Introduction¶
The purpose of this guide; its audience and assumptions¶
This guide is an overview of how to set up Plone and its supporting software stack for production purposes on one of the popular Unix work-alike operating systems.
We’ll cover platform preparation and basic considerations for installation of Plone itself. We’ll also go into common setups of the other parts of the deployment stack needed for real-life deployment:
- A general-purpose web server to handle URL rewriting and integration with other web components;
- Load balancing;
- Server-side caching;
- Backup;
- Log rotation;
- Database packing
We won't cover the details of installation or actual tool setup. Those are better covered in the Installation and other Hosting guides.
And, what about Windows?¶
Production deployment for Windows is typically very different from that on Unix-like systems. While some parts of the common open-source stack are available on Windows (Apache, for example), it's more common to integrate using tools like IIS that are often already in use in the enterprise. If your shop is committed to a Microsoft stack, this document won't be of much use to you. However, if you're on a Windows server, but open to using the (very often superior) open-source alternatives to non-Microsoft application components, the stack and tools discussion here may be very useful.
Audience¶
There is one audience for this document: system administrators who wish to deploy Plone for a production server. We assume that you know how to install and configure your operating system, including its package manager or port collection, file system, user permissions, firewalls, backup and logging mechanisms.
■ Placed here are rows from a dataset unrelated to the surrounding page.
//! Portfolio aggregation of independently simulated scenarios.
//!
//! Each scenario is simulated on its own seed stream derived from the
//! configured base seed; the portfolio loss vector is the element-wise sum
//! under the independence assumption. Marginal contributions re-simulate
//! the portfolio without each scenario on a distinct seed stream — an
//! O(K²) amount of simulation work, deliberately kept for simplicity and
//! explainability over a single-pass allocation scheme.

use cyrisk_core::math::round_currency;
use cyrisk_core::types::{LossVector, ScenarioSpec};
use cyrisk_sim::config::SimulationConfig;
use cyrisk_sim::lec::{LossExceedanceCurve, MAX_LEC_POINTS};
use cyrisk_sim::metrics::{compute_metrics, RiskMetrics};
use cyrisk_sim::rng::{scenario_seed, SimRng, MARGINAL_SEED_OFFSET};
use cyrisk_sim::simulator::simulate_scenario;
use rayon::prelude::*;
use tracing::debug;

use crate::concentration::{concentration_from_ales, RiskConcentration};

/// Per-scenario contribution to the portfolio expected loss.
#[derive(Clone, Debug, PartialEq)]
#[cfg_attr(feature = "serde", derive(serde::Serialize, serde::Deserialize))]
pub struct ScenarioContribution {
    /// Scenario name.
    pub name: String,
    /// ALE of the scenario simulated on its own.
    pub standalone_ale: f64,
    /// Portfolio ALE minus the ALE of the portfolio excluding this
    /// scenario (re-simulated on a distinct seed stream).
    pub marginal_contribution: f64,
    /// Marginal contribution as a percentage of portfolio ALE.
    pub contribution_pct: f64,
    /// Standalone ALE minus marginal contribution.
    pub diversification_benefit: f64,
}

/// Aggregated portfolio risk snapshot.
#[derive(Clone, Debug, Default, PartialEq)]
#[cfg_attr(feature = "serde", derive(serde::Serialize, serde::Deserialize))]
pub struct PortfolioMetrics {
    /// Portfolio mean annual loss.
    pub total_ale: f64,
    /// Distributional metrics of the portfolio loss vector.
    pub metrics: RiskMetrics,
    /// Portfolio ALE divided by the sum of standalone ALEs; 1.0 for a
    /// zero-ALE or single-scenario portfolio. Values below 1 indicate a
    /// diversification benefit.
    pub diversification_ratio: f64,
    /// Per-scenario contributions, in input order.
    pub contributions: Vec<ScenarioContribution>,
    /// Concentration measures over standalone ALEs.
    pub concentration: RiskConcentration,
    /// Portfolio loss exceedance curve, downsampled for presentation.
    pub exceedance_curve: LossExceedanceCurve,
}

impl PortfolioMetrics {
    /// The zeroed snapshot returned for an empty scenario list.
    fn zero() -> Self {
        Self {
            metrics: RiskMetrics::zero(),
            diversification_ratio: 1.0,
            ..Self::default()
        }
    }
}

/// Simulates every scenario on its own derived seed stream and returns the
/// per-scenario loss vectors, in input order.
fn simulate_scenarios(
    scenarios: &[ScenarioSpec],
    config: &SimulationConfig,
    base_seed: u64,
) -> Vec<LossVector> {
    scenarios
        .par_iter()
        .enumerate()
        .map(|(i, scenario)| {
            let mut rng = SimRng::from_seed(scenario_seed(base_seed, i));
            simulate_scenario(&scenario.params, config.iterations(), &mut rng)
        })
        .collect()
}

/// Simulates the portfolio loss vector (element-wise scenario sum) for the
/// configured base seed. Shared with the stress tester so base and stressed
/// runs are paired on identical seed streams.
pub(crate) fn simulate_portfolio_vector(
    scenarios: &[ScenarioSpec],
    config: &SimulationConfig,
) -> LossVector {
    let vectors = simulate_scenarios(scenarios, config, config.seed());
    LossVector::sum_elementwise(&vectors)
}

/// Runs the full portfolio analysis.
///
/// Simulates all scenarios, aggregates them into a portfolio loss vector,
/// and derives metrics, diversification ratio, marginal contributions,
/// concentration measures, and the loss exceedance curve. An optional loss
/// `threshold` feeds the probability-above-threshold metric.
///
/// An empty scenario list yields a zeroed snapshot (diversification ratio
/// 1.0); invalid scenarios participate as zero-loss streams.
///
/// # Examples
///
/// ```rust
/// use cyrisk_core::types::{RiskParameters, ScenarioSpec};
/// use cyrisk_portfolio::aggregator::analyze_portfolio;
/// use cyrisk_sim::config::SimulationConfig;
///
/// let scenarios = vec![
///     ScenarioSpec::new("DDoS", RiskParameters::new(0.3, 5_000.0, 40_000.0)),
/// ];
/// let config = SimulationConfig::builder().iterations(5_000).build().unwrap();
///
/// let portfolio = analyze_portfolio(&scenarios, &config, None);
/// assert_eq!(portfolio.diversification_ratio, 1.0);
/// ```
pub fn analyze_portfolio(
    scenarios: &[ScenarioSpec],
    config: &SimulationConfig,
    threshold: Option<f64>,
) -> PortfolioMetrics {
    if scenarios.is_empty() {
        return PortfolioMetrics::zero();
    }

    debug!(
        scenario_count = scenarios.len(),
        iterations = config.iterations(),
        seed = config.seed(),
        "analyzing portfolio"
    );

    let vectors = simulate_scenarios(scenarios, config, config.seed());
    let portfolio = LossVector::sum_elementwise(&vectors);

    let portfolio_ale = portfolio.mean();
    let standalone_ales: Vec<f64> = vectors.iter().map(LossVector::mean).collect();
    let standalone_total: f64 = standalone_ales.iter().sum();

    let diversification_ratio = if standalone_total > 0.0 {
        portfolio_ale / standalone_total
    } else {
        1.0
    };

    let contributions =
        marginal_contributions(scenarios, config, portfolio_ale, &standalone_ales);

    PortfolioMetrics {
        total_ale: round_currency(portfolio_ale),
        metrics: compute_metrics(&portfolio, threshold),
        diversification_ratio,
        contributions,
        concentration: concentration_from_ales(&standalone_ales),
        exceedance_curve: LossExceedanceCurve::from_losses(&portfolio).downsample(MAX_LEC_POINTS),
    }
}

/// Computes per-scenario marginal contributions by re-simulating the
/// portfolio without each scenario.
///
/// Exclusion runs use a seed stream offset from the base seed so their
/// sampling noise is independent of the full-portfolio run.
fn marginal_contributions(
    scenarios: &[ScenarioSpec],
    config: &SimulationConfig,
    portfolio_ale: f64,
    standalone_ales: &[f64],
) -> Vec<ScenarioContribution> {
    let marginal_base = config.seed().wrapping_add(MARGINAL_SEED_OFFSET);

    scenarios
        .par_iter()
        .enumerate()
        .map(|(k, scenario)| {
            let excluded: Vec<ScenarioSpec> = scenarios
                .iter()
                .enumerate()
                .filter(|&(j, _)| j != k)
                .map(|(_, s)| s.clone())
                .collect();

            let excl_vectors = simulate_scenarios(&excluded, config, marginal_base);
            let excl_ale = LossVector::sum_elementwise(&excl_vectors).mean();
            let marginal = portfolio_ale - excl_ale;

            let contribution_pct = if portfolio_ale > 0.0 {
                marginal / portfolio_ale * 100.0
            } else {
                0.0
            };

            ScenarioContribution {
                name: scenario.name.clone(),
                standalone_ale: round_currency(standalone_ales[k]),
                marginal_contribution: round_currency(marginal),
                contribution_pct,
                diversification_benefit: round_currency(standalone_ales[k] - marginal),
            }
        })
        .collect()
}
You should be able to use the command-line shell and able to translate between the file paths and hostnames used in examples and the ones you’ll be using on your deployed server.
You’ll need root access (or sudo privileges) adequate to install packages, create users and set up cron jobs.
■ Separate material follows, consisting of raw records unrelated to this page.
//! Distributional risk metrics over a simulated loss vector.
//!
//! Computes the standard snapshot consumed by the portfolio and ROI layers:
//! mean (ALE), dispersion, Value-at-Risk at the standard confidence levels,
//! Expected Shortfall, exceedance-probability loss levels, and the
//! probability of loss.
//!
//! Currency-valued outputs are rounded to 2 decimal places at this boundary
//! only; internal computation stays at full precision.

use cyrisk_core::math::percentile::{percentile_sorted, sorted_ascending};
use cyrisk_core::math::round_currency;
use cyrisk_core::types::LossVector;

/// Exceedance probabilities (in percent) at which loss levels are reported.
pub const EXCEEDANCE_LEVELS: [f64; 5] = [50.0, 25.0, 10.0, 5.0, 1.0];

/// Derived read-only risk metrics for one loss distribution.
///
/// All currency fields are rounded to 2 decimal places; probabilities are
/// reported at full precision.
#[derive(Clone, Debug, Default, PartialEq)]
#[cfg_attr(feature = "serde", derive(serde::Serialize, serde::Deserialize))]
pub struct RiskMetrics {
    /// Mean annual loss (ALE).
    pub mean: f64,
    /// Population standard deviation of annual losses.
    pub std_dev: f64,
    /// Value-at-Risk at 90% confidence.
    pub var_90: f64,
    /// Value-at-Risk at 95% confidence.
    pub var_95: f64,
    /// Value-at-Risk at 99% confidence.
    pub var_99: f64,
    /// Value-at-Risk at 99.9% confidence.
    pub var_999: f64,
    /// Expected Shortfall at 99% (mean loss beyond VaR-99).
    pub expected_shortfall_99: f64,
    /// Largest observed loss.
    pub max_loss: f64,
    /// Fraction of iterations with a strictly positive loss.
    pub probability_of_loss: f64,
    /// Fraction of iterations exceeding the caller-supplied threshold
    /// (`None` when no threshold was given).
    pub probability_above_threshold: Option<f64>,
    /// `(exceedance_probability_pct, loss)` pairs at the levels in
    /// [`EXCEEDANCE_LEVELS`]: the loss exceeded with the given probability.
    pub loss_at_exceedance: Vec<(f64, f64)>,
}

impl RiskMetrics {
    /// The all-zero snapshot used for empty loss vectors.
    pub fn zero() -> Self {
        Self {
            loss_at_exceedance: EXCEEDANCE_LEVELS.iter().map(|&p| (p, 0.0)).collect(),
            ..Self::default()
        }
    }
}

/// Computes the metrics snapshot for a loss vector.
///
/// An empty vector yields [`RiskMetrics::zero`] — empty input is a
/// degradation, not an error.
///
/// # Examples
///
/// ```rust
/// use cyrisk_core::types::LossVector;
/// use cyrisk_sim::metrics::compute_metrics;
///
/// let losses = LossVector::from_vec(vec![0.0, 0.0, 100.0, 300.0]);
/// let metrics = compute_metrics(&losses, Some(150.0));
///
/// assert_eq!(metrics.mean, 100.0);
/// assert_eq!(metrics.probability_of_loss, 0.5);
/// assert_eq!(metrics.probability_above_threshold, Some(0.25));
/// ```
pub fn compute_metrics(losses: &LossVector, threshold: Option<f64>) -> RiskMetrics {
    if losses.is_empty() {
        return RiskMetrics::zero();
    }

    let n = losses.len() as f64;
    let slice = losses.as_slice();
    let sorted = sorted_ascending(slice);

    let mean = losses.mean();
    let variance = slice.iter().map(|x| (x - mean) * (x - mean)).sum::<f64>() / n;
    let std_dev = variance.sqrt();

    let var_99 = percentile_sorted(&sorted, 99.0);
    let expected_shortfall_99 = expected_shortfall(&sorted, var_99);

    let probability_above_threshold =
        threshold.map(|t| slice.iter().filter(|&&x| x > t).count() as f64 / n);

    let loss_at_exceedance = EXCEEDANCE_LEVELS
        .iter()
        .map(|&p| (p, round_currency(percentile_sorted(&sorted, 100.0 - p))))
        .collect();

    RiskMetrics {
        mean: round_currency(mean),
        std_dev: round_currency(std_dev),
        var_90: round_currency(percentile_sorted(&sorted, 90.0)),
        var_95: round_currency(percentile_sorted(&sorted, 95.0)),
        var_99: round_currency(var_99),
        var_999: round_currency(percentile_sorted(&sorted, 99.9)),
        expected_shortfall_99: round_currency(expected_shortfall_99),
        max_loss: round_currency(sorted[sorted.len() - 1]),
        probability_of_loss: losses.non_zero_fraction(),
        probability_above_threshold,
        loss_at_exceedance,
    }
}

/// Mean of all losses at or above the VaR threshold; falls back to the
/// threshold itself when no loss qualifies.
fn expected_shortfall(sorted: &[f64], var: f64) -> f64 {
    // sorted is ascending, so the tail starts at the first index >= var.
    let start = sorted.partition_point(|&x| x < var);
    let tail = &sorted[start..];
    if tail.is_empty() {
        var
    } else {
        tail.iter().sum::<f64>() / tail.len() as f64
    }
}

#[cfg(test)]
mod tests {
    use super::*;
    use approx::assert_relative_eq;
    use cyrisk_core::types::RiskParameters;

    use crate::rng::SimRng;
    use crate::simulator::simulate_scenario;

    fn simulated_losses() -> LossVector {
        let params = RiskParameters::new(0.10, 10_000.0, 100_000.0);
        let mut rng = SimRng::from_seed(42);
        simulate_scenario(&params, 50_000, &mut rng)
    }

    #[test]
    fn test_empty_vector_zeroed_metrics() {
        let metrics = compute_metrics(&LossVector::default(), Some(100.0));
        assert_eq!(metrics.mean, 0.0);
        assert_eq!(metrics.var_99, 0.0);
        assert_eq!(metrics.expected_shortfall_99, 0.0);
        assert_eq!(metrics.probability_of_loss, 0.0);
        assert_eq!(metrics.loss_at_exceedance.len(), EXCEEDANCE_LEVELS.len());
    }

    #[test]
    fn test_all_zero_vector_zeroed_metrics() {
        let metrics = compute_metrics(&LossVector::zeros(1_000), None);
        assert_eq!(metrics.mean, 0.0);
        assert_eq!(metrics.std_dev, 0.0);
        assert_eq!(metrics.var_999, 0.0);
        assert_eq!(metrics.max_loss, 0.0);
        assert_eq!(metrics.probability_of_loss, 0.0);
        assert_eq!(metrics.probability_above_threshold, None);
    }

    #[test]
    fn test_var_monotone_in_level() {
        let metrics = compute_metrics(&simulated_losses(), None);
        assert!(metrics.var_90 <= metrics.var_95);
        assert!(metrics.var_95 <= metrics.var_99);
        assert!(metrics.var_99 <= metrics.var_999);
        assert!(metrics.var_999 <= metrics.max_loss);
    }

    #[test]
    fn test_expected_shortfall_dominates_var() {
        let metrics = compute_metrics(&simulated_losses(), None);
        assert!(metrics.expected_shortfall_99 >= metrics.var_99);
    }

    #[test]
    fn test_expected_shortfall_degenerate_distribution() {
        // Constant losses: VaR-99 equals every loss, tail mean is trivial.
        let losses = LossVector::from_vec(vec![5.0; 100]);
        let metrics = compute_metrics(&losses, None);
        assert_eq!(metrics.expected_shortfall_99, 5.0);
    }

    #[test]
    fn test_probability_above_threshold() {
        let losses = LossVector::from_vec(vec![0.0, 10.0, 20.0, 30.0]);
        let metrics = compute_metrics(&losses, Some(15.0));
        assert_eq!(metrics.probability_above_threshold, Some(0.5));
        assert_eq!(metrics.probability_of_loss, 0.75);
    }

    #[test]
    fn test_exceedance_losses_monotone() {
        // Lower exceedance probability means a rarer, larger loss.
        let metrics = compute_metrics(&simulated_losses(), None);
        for pair in metrics.loss_at_exceedance.windows(2) {
            let (p_hi, loss_hi) = pair[0];
            let (p_lo, loss_lo) = pair[1];
            assert!(p_hi > p_lo);
            assert!(loss_hi <= loss_lo);
        }
    }

    #[test]
    fn test_mean_matches_loss_vector() {
        let losses = simulated_losses();
        let metrics = compute_metrics(&losses, None);
        assert_relative_eq!(metrics.mean, losses.mean(), max_relative = 1e-4);
    }

    #[test]
    fn test_currency_rounding() {
        let losses = LossVector::from_vec(vec![10.111, 10.222, 10.333]);
        let metrics = compute_metrics(&losses, None);
        assert_relative_eq!(metrics.mean, 10.22);
        assert_eq!(metrics.max_loss, 10.33);
    }
}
The instructions below have been tested with clean OS platforms created on commodity cloud servers.
Assumptions¶
We’ll be describing base-level production deployments that will meet many, but not all needs. And we’ll be using the most commonly used and widely supported tools for the stack. Tools like Apache, Nginx, haproxy and rsync.
You may have other needs (like integration with LDAP or a relational database) or wish to use other tools (Apache Traffic Server, Varnish, squid …). That’s fine, and there are many good documents elsewhere in the plone.org documentation section that cover these needs and tools.
Security considerations¶
The approaches we describe here are practical for many Internet and Intranet servers. However, they should be considered a baseline and may not meet your security needs. Plone can be deployed in chroot jails or OpenSolaris zones or with much more compartmentalized process and file ownership if your application requires a greater degree of protection.